[Entries taken from a collection]
****************************************

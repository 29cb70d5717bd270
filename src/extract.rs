use crate::{config::Config, util::sha256_hex};
use anyhow::{Context, Result, anyhow, bail};
use serde::{Deserialize, Serialize};
use std::path::{Path, PathBuf};
use tracing::{info, warn};
use unicode_normalization::UnicodeNormalization;

pub const MIME_PDF: &str = "application/pdf";
pub const MIME_TEXT: &str = "text/plain";

#[derive(Debug, Clone, Copy, PartialEq, Eq, Serialize, Deserialize)]
pub enum DocumentKind {
    Pdf,
    PlainText,
}

impl DocumentKind {
    pub fn from_mime(mime: &str) -> Result<Self> {
        match mime {
            MIME_PDF => Ok(DocumentKind::Pdf),
            MIME_TEXT => Ok(DocumentKind::PlainText),
            other => Err(anyhow!("Unsupported file type: {other}")),
        }
    }

    pub fn mime(&self) -> &'static str {
        match self {
            DocumentKind::Pdf => MIME_PDF,
            DocumentKind::PlainText => MIME_TEXT,
        }
    }
}

/// Extracted text of one loaded file. Never mutated after construction.
#[derive(Debug, Clone, Serialize, Deserialize)]
pub struct Document {
    pub path: PathBuf,
    pub kind: DocumentKind,
    pub text: String,
    pub fingerprint: String,
}

impl Document {
    pub fn from_text(path: impl Into<PathBuf>, kind: DocumentKind, text: String) -> Self {
        let fingerprint = sha256_hex(text.as_bytes());
        Self {
            path: path.into(),
            kind,
            text,
            fingerprint,
        }
    }

    pub fn char_count(&self) -> usize {
        self.text.chars().count()
    }
}

pub fn mime_for_path(path: &Path) -> Option<&'static str> {
    let ext = path.extension()?.to_str()?.to_ascii_lowercase();
    match ext.as_str() {
        "pdf" => Some(MIME_PDF),
        "txt" => Some(MIME_TEXT),
        _ => None,
    }
}

pub fn extract_text(bytes: &[u8], mime: &str) -> Result<String> {
    match DocumentKind::from_mime(mime)? {
        DocumentKind::Pdf => {
            pdf_extract::extract_text_from_mem(bytes).context("Failed to extract text from PDF")
        }
        DocumentKind::PlainText => Ok(String::from_utf8_lossy(bytes).into_owned()),
    }
}

pub fn extract_document(cfg: &Config, path: &Path) -> Result<Document> {
    let ext = path
        .extension()
        .and_then(|s| s.to_str())
        .unwrap_or_default();
    if !cfg.is_supported_extension(ext) {
        bail!(
            "Unsupported file type: {} (supported: {})",
            path.display(),
            cfg.document.supported_extensions.join(", ")
        );
    }
    let mime = mime_for_path(path)
        .ok_or_else(|| anyhow!("Unsupported file type: {}", path.display()))?;

    let meta = std::fs::metadata(path).with_context(|| format!("stat {}", path.display()))?;
    if meta.len() > cfg.document.max_file_bytes {
        bail!(
            "input exceeds max_file_bytes: {} > {}",
            meta.len(),
            cfg.document.max_file_bytes
        );
    }

    let bytes = std::fs::read(path).with_context(|| format!("reading {}", path.display()))?;
    let raw = extract_text(&bytes, mime)
        .with_context(|| format!("Error processing file: {}", path.display()))?;
    let text = normalize(cfg, raw);

    if text.trim().is_empty() {
        warn!("no text extracted from {}", path.display());
        bail!("Failed to extract text from document");
    }

    let doc = Document::from_text(path, DocumentKind::from_mime(mime)?, text);
    info!(
        "extracted {} chars from {} kind={:?} fingerprint={}",
        doc.char_count(),
        path.display(),
        doc.kind,
        &doc.fingerprint[..12]
    );
    Ok(doc)
}

pub fn normalize(cfg: &Config, text: String) -> String {
    let mut s = text;

    if cfg.extraction.normalize_newlines {
        s = s.replace("\r\n", "\n");
    }

    if cfg.extraction.normalize_unicode {
        s = s.nfkc().collect::<String>();
    }

    if cfg.extraction.trim_trailing_whitespace {
        s = s
            .lines()
            .map(|l| l.trim_end())
            .collect::<Vec<_>>()
            .join("\n");
    }

    s
}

****************************************

> TASK REQUIREMENTS
Copy every line above that includes the string "type".

> THE COMPLETED TASK
            other => Err(anyhow!("Unsupported file type: {other}")),
            "Unsupported file type: {} (supported: {})",
        .ok_or_else(|| anyhow!("Unsupported file type: {}", path.display()))?;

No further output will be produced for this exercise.